La compréhension du fonctionnement cérébral et la cartographie de l’esprit humain progressent au rythme de l’augmentation des capacités informatiques. […] Récemment, on a pu reconstruire une pensée grâce au décodage des ondes enregistrées par des électrodes crâniennes. La technologie ira au-delà du décryptage des cerveaux : leur manipulation semble sans limite. […]
Les neurotechnologies pourraient devenir une arme fatale au service d’une ambition totalitaire. C’est une menace inédite contre la liberté : la police de la pensée sera technologiquement bientôt prête. L’ultime frontière de la domination des dictatures – l’esprit humain – serait pulvérisée : on n’ose imaginer ce que Staline, Mao, Pol Pot ou Hitler auraient fait des neurotechnologies. […] »

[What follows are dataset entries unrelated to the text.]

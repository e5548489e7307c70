//! Command-line arguments for `notekeeper-server`.

use clap::Parser;
use notekeeper_core::{ConfigError, ServerConfig};
use std::path::PathBuf;

/// Notes CRUD service backed by a single JSON document.
#[derive(Debug, Parser)]
#[command(name = "notekeeper-server", version)]
pub struct Args {
    /// Address to listen on, e.g. 127.0.0.1.
    #[arg(short = 'H', long, env = "NOTEKEEPER_HOST")]
    pub host: String,

    /// Port to listen on (1-65535).
    #[arg(short, long, env = "NOTEKEEPER_PORT")]
    pub port: String,

    /// Existing directory holding the notes document.
    #[arg(short, long, env = "NOTEKEEPER_CACHE")]
    pub cache: PathBuf,

    /// Notes document path. Defaults to `<cache>/notes.json`.
    #[arg(long, env = "NOTEKEEPER_NOTES_FILE")]
    pub notes_file: Option<PathBuf>,

    /// Write the notes document through a temp file and rename.
    #[arg(long, env = "NOTEKEEPER_ATOMIC_WRITES")]
    pub atomic_writes: bool,

    /// trace|debug|info|warn|error. Defaults by build mode.
    #[arg(long, env = "NOTEKEEPER_LOG_LEVEL")]
    pub log_level: Option<String>,

    /// Absolute directory for rotating log files. Logs go to stderr when unset.
    #[arg(long, env = "NOTEKEEPER_LOG_DIR")]
    pub log_dir: Option<String>,
}

impl Args {
    pub fn server_config(&self) -> Result<ServerConfig, ConfigError> {
        ServerConfig::from_args(&self.host, &self.port, &self.cache)
    }

    pub fn notes_path(&self, config: &ServerConfig) -> PathBuf {
        self.notes_file
            .clone()
            .unwrap_or_else(|| config.default_notes_file())
    }
}
//! The versioned migration chain.
//!
//! A store is brought from its stored schema version to [`LATEST_VERSION`] by
//! walking [`MIGRATIONS`] one step at a time. The table is the single source
//! of truth: a stored version that does not appear as a `from` is fatal
//! ([`Error::SchemaDrift`]), never silently skipped.

use rusqlite::Connection;
use wall_core::schema::SchemaVersion;

use crate::{Error, Result, schema::WRITE_VERSION};

/// The version a freshly initialised store is created at, and the terminal
/// state of every chain.
pub const LATEST_VERSION: &str = "1_2_0";

/// One transition of the chain.
#[derive(Debug)]
pub struct Migration {
  pub from:        &'static str,
  pub to:          &'static str,
  pub description: &'static str,
  /// Applied inside the transaction that also records `to`.
  pub apply:       fn(&Connection) -> rusqlite::Result<()>,
}

/// Ordered transitions; each `to` is the `from` of the next.
pub const MIGRATIONS: &[Migration] = &[
  Migration {
    from:        "1_0_0",
    to:          "1_1_0",
    description: "rename records.desription to records.text; index records",
    apply:       rename_record_text,
  },
  Migration {
    from:        "1_1_0",
    to:          "1_2_0",
    description: "merge duplicate subjects; enforce unique (name, scope)",
    apply:       unique_subjects,
  },
];

/// Resolve the ordered steps leading from `from` to [`LATEST_VERSION`].
///
/// The whole plan is resolved before anything runs, so an unknown version
/// fails without a partial write. Returns an empty plan when `from` is
/// already the latest.
pub fn plan(from: &str) -> Result<Vec<&'static Migration>> { plan_in(MIGRATIONS, from) }

fn plan_in<'t>(table: &'t [Migration], from: &str) -> Result<Vec<&'t Migration>> {
  let mut steps: Vec<&'t Migration> = Vec::new();
  let mut current = from;

  while current != LATEST_VERSION {
    // Bounded by the table length so a malformed table cannot loop forever.
    let step = table
      .iter()
      .find(|m| m.from == current)
      .filter(|_| steps.len() < table.len())
      .ok_or_else(|| Error::SchemaDrift { found: current.to_owned() })?;

    let step_from: SchemaVersion = step.from.parse()?;
    let step_to: SchemaVersion = step.to.parse()?;
    if step_to <= step_from {
      return Err(Error::BackwardStep { from: step.from.to_owned(), to: step.to.to_owned() });
    }

    steps.push(step);
    current = step.to;
  }

  Ok(steps)
}

/// Persist `version` as the stored schema version.
pub(crate) fn write_version(conn: &Connection, version: &str) -> rusqlite::Result<()> {
  conn.execute(WRITE_VERSION, rusqlite::params![version])?;
  Ok(())
}

// ─── Steps ───────────────────────────────────────────────────────────────────

fn rename_record_text(conn: &Connection) -> rusqlite::Result<()> {
  conn.execute_batch(
    "ALTER TABLE records RENAME COLUMN desription TO text;
     CREATE INDEX IF NOT EXISTS records_scope_version_idx ON records(scope, version);
     CREATE INDEX IF NOT EXISTS records_subject_idx       ON records(subject_id);",
  )
}

fn unique_subjects(conn: &Connection) -> rusqlite::Result<()> {
  // Point every record at the lowest id sharing its subject's (name, scope).
  let repointed = conn.execute(
    "UPDATE records
     SET subject_id = (
       SELECT MIN(dup.id)
       FROM subjects cur
       JOIN subjects dup ON dup.name = cur.name AND dup.scope = cur.scope
       WHERE cur.id = records.subject_id
     )
     WHERE subject_id IN (SELECT id FROM subjects)",
    [],
  )?;

  let merged = conn.execute(
    "DELETE FROM subjects
     WHERE id NOT IN (SELECT MIN(id) FROM subjects GROUP BY name, scope)",
    [],
  )?;

  if merged > 0 {
    tracing::info!(merged, repointed, "merged duplicate subjects");
  }

  conn.execute_batch(
    "CREATE UNIQUE INDEX IF NOT EXISTS subjects_name_scope_idx ON subjects(name, scope);",
  )
}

On n’ose, en effet. Mais Laurent Alexandre ne va pas au bout de son raisonnement. On comprend de mieux en mieux le fonctionnement du cerveau. Plus on le comprend, plus on peut agir efficacement dessus. En outre, d’autres branches de notre technique (comme les nanotechnologies) permettront sans doute d’accroître encore le contrôle qu’on pourra avoir sur lui à l’avenir. L’ensemble de notre système technicien est donc en train de mettre rapidement en place les outils qui permettront de contrôler le cerveau des gens, c’est-à-dire leur identité même.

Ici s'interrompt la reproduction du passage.